On Oct. 22, he joined Schneider Electric Vice President of Solution Architects Joe Reele, ChilliRack CEO and Founder David Klein, Opus Interactive CEO Shannon Hulbert, and Johnson Controls Global Director of Applied HVAC Mukul Anand on DICE’s “Maximizing Efficiency While Minimizing Costs: Advancements in Infrastructure Engineering and Operations – What Remains Inefficient?” panel.
Efficiency, he said, can be difficult to boil down.
“We recognize reduction of consumption as efficiency, but there’s efficiencies of capital deployment, efficiencies of the human capital, efficiency on procurement and efficiency of contract writing,” Napier continued. “To focus on what we do, first comes uptime. What do we do outside of maintaining uptime to increase efficiency and reduce power consumption? Probably universally, I think all of us would answer it’s the ratio between cooling and the critical IT power that we deliver. All of us think of cooling as probably our biggest bang for the buck when we look at where we can extract some efficiencies.”
But focusing on cooling isn’t as simple as installing a widget and then measuring impact, he said. There must also be discussion about labor shortages and other obstacles.
“We can’t necessarily buy the most efficient piece of equipment because it’s probably not available until about two years after we’ve deployed because of supply chain issues,” Napier said. “So, we’re focusing mostly on that interaction between the systems we have, understanding the philosophy of containing air and containing the cooling, and then developing better ways to do that. But you must do that in concert. You can’t just slap on a new technology piece and leave your human capital to figure it out.”
To truly achieve efficiency, data centers will have to better integrate technology with human capital.
“One of the biggest things we can do to develop a more efficient running data center is really to close that gap,” Napier explained. “It might be counterintuitive, but it’s finding that balance between new technologies, the way we layer on technologies and the way that we measure baselines. And equally as important, how do we train our folks to interpret that, react to that and still maintain the 100% uptime?”
Reele pointed out efficiency is about the whole ecosystem, not just cooling, power and IT. Hulbert agreed, adding that telemetry data can be most helpful to find inefficiencies to address in those areas and more. But Napier again reminded the panel about the importance of human capital.
“You must have a workforce that understands how to use that telemetry,” he said. “And often it’s different groups of people who develop the technology, run the telemetry programs and have to take that as a prescription on how to drive your efficiency. We have this idea that efficiency is like a goal line we’re going to get to. But that’s fallacy. You don’t reach efficiency – you continually improve. You get to a point where you’re better than your baseline last week, then next week you’ve got to do it all over again. You’ve got to continually improve.”
But because creating efficiency is about the entire ecosystem within the data center, operators must be exceptionally careful of unintended consequences. You can’t make a change without knowing what the other consequences are going to be, Napier warned.

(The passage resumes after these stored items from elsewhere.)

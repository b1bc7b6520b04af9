/*
 * mod.rs
 * Copyright (C) 2026 the Livekeeper authors
 *
 * This file is part of Livekeeper, a live-room companion for fan medals.
 *
 * Livekeeper is free software: you can redistribute it and/or modify
 * it under the terms of the GNU General Public License as published by
 * the Free Software Foundation, either version 3 of the License, or
 * (at your option) any later version.
 *
 * Livekeeper is distributed in the hope that it will be useful,
 * but WITHOUT ANY WARRANTY; without even the implied warranty of
 * MERCHANTABILITY or FITNESS FOR A PARTICULAR PURPOSE.  See the
 * GNU General Public License for more details.
 *
 * You should have received a copy of the GNU General Public License
 * along with Livekeeper.  If not, see <http://www.gnu.org/licenses/>.
 */

//! Wire protocols.

pub mod https;
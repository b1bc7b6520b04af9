/*
 * watcher.rs
 * Copyright (C) 2026 the Livekeeper authors
 *
 * This file is part of Livekeeper, a live-room companion for fan medals.
 *
 * Livekeeper is free software: you can redistribute it and/or modify
 * it under the terms of the GNU General Public License as published by
 * the Free Software Foundation, either version 3 of the License, or
 * (at your option) any later version.
 *
 * Livekeeper is distributed in the hope that it will be useful,
 * but WITHOUT ANY WARRANTY; without even the implied warranty of
 * MERCHANTABILITY or FITNESS FOR A PARTICULAR PURPOSE.  See the
 * GNU General Public License for more details.
 *
 * You should have received a copy of the GNU General Public License
 * along with Livekeeper.  If not, see <http://www.gnu.org/licenses/>.
 */

//! Per-room watcher: greet once, then follow the room's live status.
//!
//! While a room streams, a heartbeat goes out every cycle so the watch time
//! counts toward the fan medal. The watcher runs until its task is aborted;
//! a failed cycle is logged and the next one starts after the usual pause.

use tokio::time::sleep;
use tracing::{debug, info, warn};

use crate::live::api::RoomApi;
use crate::live::config::WatchConfig;
use crate::live::error::ApiResult;

/// `live_status` value of a streaming room.
pub const LIVE: u64 = 1;

/// Whether the watcher last saw the room streaming.
#[derive(Debug, Clone, Copy, Default, PartialEq, Eq)]
pub enum RoomState {
    #[default]
    Offline,
    Live,
}

/// What a poll result asks the watcher to do.
#[derive(Debug, Clone, Copy, PartialEq, Eq)]
pub enum Action {
    /// The stream just started.
    EnterRoom,
    /// The stream goes on.
    Heartbeat,
    /// The stream just ended.
    StreamEnded,
    Idle,
}

impl RoomState {
    /// Next state and action for a polled `live_status`.
    pub fn on_status(self, live_status: u64) -> (RoomState, Action) {
        match (self, live_status == LIVE) {
            (RoomState::Offline, true) => (RoomState::Live, Action::EnterRoom),
            (RoomState::Live, true) => (RoomState::Live, Action::Heartbeat),
            (RoomState::Live, false) => (RoomState::Offline, Action::StreamEnded),
            (RoomState::Offline, false) => (RoomState::Offline, Action::Idle),
        }
    }
}

/// Send the greeting bullet chat and a like.
pub async fn greet<A: RoomApi>(api: &A, room: u64, greeting: &str) -> ApiResult<()> {
    api.send_bullet_chat(room, greeting).await?;
    api.like_room(room).await
}

/// One cycle: poll the status and carry out the resulting action.
///
/// The returned state is the one to poll from next. On error nothing
/// advances, so an entry that failed is tried again next cycle.
pub async fn poll_once<A: RoomApi>(api: &A, room: u64, state: RoomState) -> ApiResult<(RoomState, Action)> {
    let status = api.live_status(room).await?;
    let (next, action) = state.on_status(status);
    match action {
        Action::EnterRoom => api.enter_room(room).await?,
        Action::Heartbeat => api.heartbeat(room).await?,
        Action::StreamEnded | Action::Idle => {}
    }
    Ok((next, action))
}

/// Watch `room` forever.
pub async fn watch_room<A: RoomApi>(api: &A, room: u64, config: &WatchConfig) {
    match greet(api, room, &config.greeting).await {
        Ok(()) => info!(room, "bullet chat and like sent"),
        Err(e) => warn!(room, error = %e, "greeting failed"),
    }
    let mut state = RoomState::default();
    loop {
        match poll_once(api, room, state).await {
            Ok((next, action)) => {
                match action {
                    Action::EnterRoom => info!(room, "stream started"),
                    Action::StreamEnded => info!(room, "stream ended"),
                    Action::Heartbeat => {
                        debug!(room, "heartbeat sent");
                        sleep(config.heartbeat_pause).await;
                    }
                    Action::Idle => debug!(room, "offline"),
                }
                state = next;
            }
            Err(e) => warn!(room, error = %e, "poll cycle failed"),
        }
        sleep(config.poll_interval).await;
    }
}
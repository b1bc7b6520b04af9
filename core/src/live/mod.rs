/*
 * mod.rs
 * Copyright (C) 2026 the Livekeeper authors
 *
 * This file is part of Livekeeper, a live-room companion for fan medals.
 *
 * Livekeeper is free software: you can redistribute it and/or modify
 * it under the terms of the GNU General Public License as published by
 * the Free Software Foundation, either version 3 of the License, or
 * (at your option) any later version.
 *
 * Livekeeper is distributed in the hope that it will be useful,
 * but WITHOUT ANY WARRANTY; without even the implied warranty of
 * MERCHANTABILITY or FITNESS FOR A PARTICULAR PURPOSE.  See the
 * GNU General Public License for more details.
 *
 * You should have received a copy of the GNU General Public License
 * along with Livekeeper.  If not, see <http://www.gnu.org/licenses/>.
 */

//! Live-site client and room watcher.

pub mod api;
pub mod config;
pub mod cookie;
pub mod error;
pub mod watcher;

pub use api::{LiveApi, RoomApi, LIVE_API_HOST};
pub use config::WatchConfig;
pub use cookie::{cookie_field, CookieFields};
pub use error::{ApiError, ApiResult};
pub use watcher::{greet, poll_once, watch_room, Action, RoomState};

“As we talk about what efficiency looks like in the future as we layer on technology, we have to be very, very careful that there’s a good marriage between the beautiful minds that are creating the technology platforms and the folks who have that anticipated response when something happens,” Napier said. “You must be very careful that you’ve prohibited any kind of unintended consequences. Because at the end of the day, uptime is our critical deliverable and it’s expensive if you mess it up.”
In closing, while addressing a question regarding diverse levels of power and cooling resiliency, Napier suggested hyper-scalers will play a big role in driving innovations toward efficiency.
“Providers like CyrusOne are starting that evolution now,” he said. “You have critical customer load that are on a 2N infrastructure and then some of it’s on a single UPS back infrastructure and sometimes it’s just straight utility. So, there are some developments there and they’ll lead the way. They’ll force the industry there.”